» EXERCISE AIM: Set down the lines below exactly as they stand, please. Go from the first through the one containing "use crate::validate;".

» Saved data entries:
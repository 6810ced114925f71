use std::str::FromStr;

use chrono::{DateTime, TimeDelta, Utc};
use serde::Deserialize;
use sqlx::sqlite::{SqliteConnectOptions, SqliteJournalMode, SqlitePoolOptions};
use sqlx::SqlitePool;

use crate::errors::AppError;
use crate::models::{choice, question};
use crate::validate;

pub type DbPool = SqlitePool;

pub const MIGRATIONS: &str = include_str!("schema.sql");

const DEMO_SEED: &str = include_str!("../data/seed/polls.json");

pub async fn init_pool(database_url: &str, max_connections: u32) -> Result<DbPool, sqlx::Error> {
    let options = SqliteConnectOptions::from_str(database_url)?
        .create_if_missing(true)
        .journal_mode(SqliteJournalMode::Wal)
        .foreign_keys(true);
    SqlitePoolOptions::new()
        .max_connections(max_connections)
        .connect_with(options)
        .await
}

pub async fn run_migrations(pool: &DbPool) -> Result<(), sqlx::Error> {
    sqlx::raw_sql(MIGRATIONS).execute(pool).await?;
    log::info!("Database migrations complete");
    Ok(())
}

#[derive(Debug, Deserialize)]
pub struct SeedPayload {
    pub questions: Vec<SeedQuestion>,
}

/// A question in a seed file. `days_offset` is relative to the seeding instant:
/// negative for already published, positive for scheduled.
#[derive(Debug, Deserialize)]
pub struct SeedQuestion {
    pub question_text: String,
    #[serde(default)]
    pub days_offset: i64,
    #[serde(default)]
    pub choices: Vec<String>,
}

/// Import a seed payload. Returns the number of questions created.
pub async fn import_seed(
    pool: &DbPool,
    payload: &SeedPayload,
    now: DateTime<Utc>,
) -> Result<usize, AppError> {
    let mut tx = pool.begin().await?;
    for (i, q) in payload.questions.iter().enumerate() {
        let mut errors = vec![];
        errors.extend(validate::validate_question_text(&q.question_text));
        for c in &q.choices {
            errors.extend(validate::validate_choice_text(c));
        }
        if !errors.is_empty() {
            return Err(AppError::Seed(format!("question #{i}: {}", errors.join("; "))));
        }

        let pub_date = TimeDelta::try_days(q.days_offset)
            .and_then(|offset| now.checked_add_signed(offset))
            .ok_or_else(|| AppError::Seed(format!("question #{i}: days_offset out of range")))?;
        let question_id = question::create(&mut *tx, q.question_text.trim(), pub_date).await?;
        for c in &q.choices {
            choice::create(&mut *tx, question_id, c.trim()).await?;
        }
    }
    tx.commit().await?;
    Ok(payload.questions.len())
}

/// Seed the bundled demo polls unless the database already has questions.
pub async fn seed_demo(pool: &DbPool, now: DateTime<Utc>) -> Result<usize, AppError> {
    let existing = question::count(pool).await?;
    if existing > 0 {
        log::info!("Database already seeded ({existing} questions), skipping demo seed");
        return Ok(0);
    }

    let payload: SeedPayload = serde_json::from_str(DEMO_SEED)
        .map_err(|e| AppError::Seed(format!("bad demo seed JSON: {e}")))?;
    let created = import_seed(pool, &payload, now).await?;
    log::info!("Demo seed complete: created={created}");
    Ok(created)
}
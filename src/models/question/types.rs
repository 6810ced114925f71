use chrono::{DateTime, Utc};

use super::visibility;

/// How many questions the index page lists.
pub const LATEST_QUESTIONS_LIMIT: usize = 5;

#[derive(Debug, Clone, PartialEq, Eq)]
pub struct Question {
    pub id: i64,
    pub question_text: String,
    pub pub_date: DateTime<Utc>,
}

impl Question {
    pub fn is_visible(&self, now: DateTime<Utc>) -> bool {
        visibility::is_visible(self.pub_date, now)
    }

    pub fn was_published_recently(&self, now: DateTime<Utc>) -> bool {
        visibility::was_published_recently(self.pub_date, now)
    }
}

» YOUR SOLUTION:
repository 6810ced114925f71
use std::str::FromStr;

use chrono::{DateTime, TimeDelta, Utc};
use serde::Deserialize;
use sqlx::sqlite::{SqliteConnectOptions, SqliteJournalMode, SqlitePoolOptions};
use sqlx::SqlitePool;

use crate::errors::AppError;
use crate::models::{choice, question};
use crate::validate;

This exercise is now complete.